Everything about this product is wrong. Well, not wrong, I’m sure it will please its users, but it certainly is not about art - or not about the art of our time anyway. Instead of being the art of our time, it uses the hi-tek gadget of our time to distract us from the real cultural issues of our time with the art of the past made candy.

The artist’s job is to ask questions. To get us to, well, as Apple puts it, “think different.” That’s a perfect slogan for art. But think different, in an art context anyway, doesn’t mean changing one corporate logo for another, it means questioning all your assumptions and values and as the Buddha challenged us so long ago, to have a direct understanding of things. If you can’t clearly see what your looking at, people can waste years in dead end relationships, nations can waste trillions in dead end wars.

The artist’s job, to ask questions, to show other perspectives, is an enormously crucial aspect of our culture. It is as important a job as there is on this earth.  But what this sexy iPad app does is kill, tag, and bag the art of the past and present it as candy or jewelry, void of real cultural power and rendered as mere collectible for the affluent.

The “Art Authority” has as little to do with art as anything I can think of.

Posted by Vaneeesa Blaylock in Toronto on April 19, 2010 at 11:30 AM (CDT)

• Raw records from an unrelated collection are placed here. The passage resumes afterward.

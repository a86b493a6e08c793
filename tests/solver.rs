use ahp_engine::matrix::{build_matrix, PairwiseMatrix};
use ahp_engine::solver::{solve, solve_with};
use ahp_engine::types::Comparison;
use ahp_engine::EngineConfig;
use rand::rngs::StdRng;
use rand::{Rng, SeedableRng};

fn ids(n: usize) -> Vec<String> {
    (0..n).map(|i| format!("c{i}")).collect()
}

fn dense(rows: Vec<Vec<f64>>) -> PairwiseMatrix {
    PairwiseMatrix::from_dense(ids(rows.len()), &rows).unwrap()
}

fn assert_close(got: f64, want: f64, tol: f64) {
    assert!((got - want).abs() <= tol, "expected {want}, got {got}");
}

#[test]
fn three_criteria_worked_example() {
    let m = dense(vec![
        vec![1.0, 3.0, 5.0],
        vec![1.0 / 3.0, 1.0, 2.0],
        vec![1.0 / 5.0, 1.0 / 2.0, 1.0],
    ]);
    let (pv, report) = solve(&m).unwrap();

    let w = pv.weights();
    assert_close(w[0], 0.647947, 1e-5);
    assert_close(w[1], 0.229871, 1e-5);
    assert_close(w[2], 0.122182, 1e-5);
    assert_close(pv.sum(), 1.0, 1e-12);

    assert_close(report.lambda_max, 3.003697, 1e-5);
    assert_close(report.consistency_index, 0.0018483, 1e-6);
    assert_close(report.consistency_ratio, 0.0031868, 1e-6);
    assert_eq!(report.random_index, 0.58);
    assert!(report.is_consistent);
    assert!(report.skipped_rows.is_empty());
}

#[test]
fn stronger_second_judgment_shifts_weight() {
    let m = dense(vec![
        vec![1.0, 3.0, 5.0],
        vec![1.0 / 3.0, 1.0, 3.0],
        vec![1.0 / 5.0, 1.0 / 3.0, 1.0],
    ]);
    let (pv, report) = solve(&m).unwrap();

    assert_close(pv.weights()[0], 0.633, 1e-3);
    assert_close(pv.weights()[1], 0.260, 1e-3);
    assert_close(pv.weights()[2], 0.106, 1e-3);
    assert_close(report.lambda_max, 3.038715, 1e-5);
    assert_close(report.consistency_index, 0.019357, 1e-5);
    assert_close(report.consistency_ratio, 0.033375, 1e-5);
    assert!(report.is_consistent);
}

#[test]
fn identity_matrix_gives_uniform_weights() {
    let m = dense(vec![
        vec![1.0, 1.0, 1.0],
        vec![1.0, 1.0, 1.0],
        vec![1.0, 1.0, 1.0],
    ]);
    let (pv, report) = solve(&m).unwrap();
    for w in pv.weights() {
        assert_close(*w, 1.0 / 3.0, 1e-12);
    }
    assert_close(report.lambda_max, 3.0, 1e-12);
    assert_close(report.consistency_ratio, 0.0, 1e-12);
    assert!(report.is_consistent);
}

#[test]
fn cyclic_judgments_are_flagged_inconsistent() {
    // a << b, b << c, but a >> c
    let m = dense(vec![
        vec![1.0, 1.0 / 9.0, 9.0],
        vec![9.0, 1.0, 1.0 / 9.0],
        vec![1.0 / 9.0, 9.0, 1.0],
    ]);
    let (pv, report) = solve(&m).unwrap();
    for w in pv.weights() {
        assert_close(*w, 1.0 / 3.0, 1e-12);
    }
    assert_close(report.lambda_max, 91.0 / 9.0, 1e-9);
    assert!(report.consistency_ratio > 6.0);
    assert!(!report.is_consistent);
}

#[test]
fn two_items_never_inconsistent() {
    let m = build_matrix(
        &[Comparison::new("a", "b", 7.0)],
        &["a".to_string(), "b".to_string()],
    )
    .unwrap();
    let (pv, report) = solve(&m).unwrap();
    assert_close(pv.get("a").unwrap(), 0.875, 1e-12);
    assert_close(report.lambda_max, 2.0, 1e-12);
    assert_eq!(report.consistency_index, 0.0);
    assert_eq!(report.consistency_ratio, 0.0);
    assert!(report.is_consistent);
}

#[test]
fn threshold_comes_from_config() {
    let m = dense(vec![
        vec![1.0, 3.0, 5.0],
        vec![1.0 / 3.0, 1.0, 3.0],
        vec![1.0 / 5.0, 1.0 / 3.0, 1.0],
    ]);
    let strict = EngineConfig {
        consistency_threshold: 0.01,
        ..EngineConfig::default()
    };
    let details = solve_with(&m, &strict).unwrap();
    assert!(!details.consistency.is_consistent);
}

#[test]
fn random_reciprocal_matrices_yield_normalized_weights() {
    let mut rng = StdRng::seed_from_u64(7);
    for _ in 0..200 {
        let n = rng.gen_range(1..=9);
        let item_ids = ids(n);
        let mut comparisons = Vec::new();
        for i in 0..n {
            for j in (i + 1)..n {
                let v: f64 = rng.gen_range(1.0..=9.0);
                let v = if rng.gen_bool(0.5) { v } else { 1.0 / v };
                comparisons.push(Comparison::new(item_ids[i].clone(), item_ids[j].clone(), v));
            }
        }
        let m = build_matrix(&comparisons, &item_ids).unwrap();
        let (pv, report) = solve(&m).unwrap();

        assert_close(pv.sum(), 1.0, 1e-9);
        assert!(pv.weights().iter().all(|w| *w > 0.0));
        assert!(report.lambda_max >= n as f64 - 1e-9);
        assert!(report.consistency_ratio >= -1e-9);
    }
}

#[test]
fn solving_twice_is_bit_identical() {
    let m = dense(vec![
        vec![1.0, 2.0, 4.0, 3.0],
        vec![0.5, 1.0, 2.0, 2.0],
        vec![0.25, 0.5, 1.0, 1.0],
        vec![1.0 / 3.0, 0.5, 1.0, 1.0],
    ]);
    let first = solve(&m).unwrap();
    let second = solve(&m).unwrap();
    assert_eq!(first, second);
    assert_close(first.1.consistency_ratio, 0.0038384, 1e-6);
}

I am the director of a digital archive dedicated to the use of student artists. This app is extremely successful at putting the history of art into a straightforward and easy to navigate format. The depth of the collection of images is staggering. So much to learn about, even for those with a good understanding of the subject already. This is the best app I’ve bought for my iPad so far. Well worth the price.

Posted by Stephen Worth in Toronto on April 20, 2010 at 1:45 PM (CDT)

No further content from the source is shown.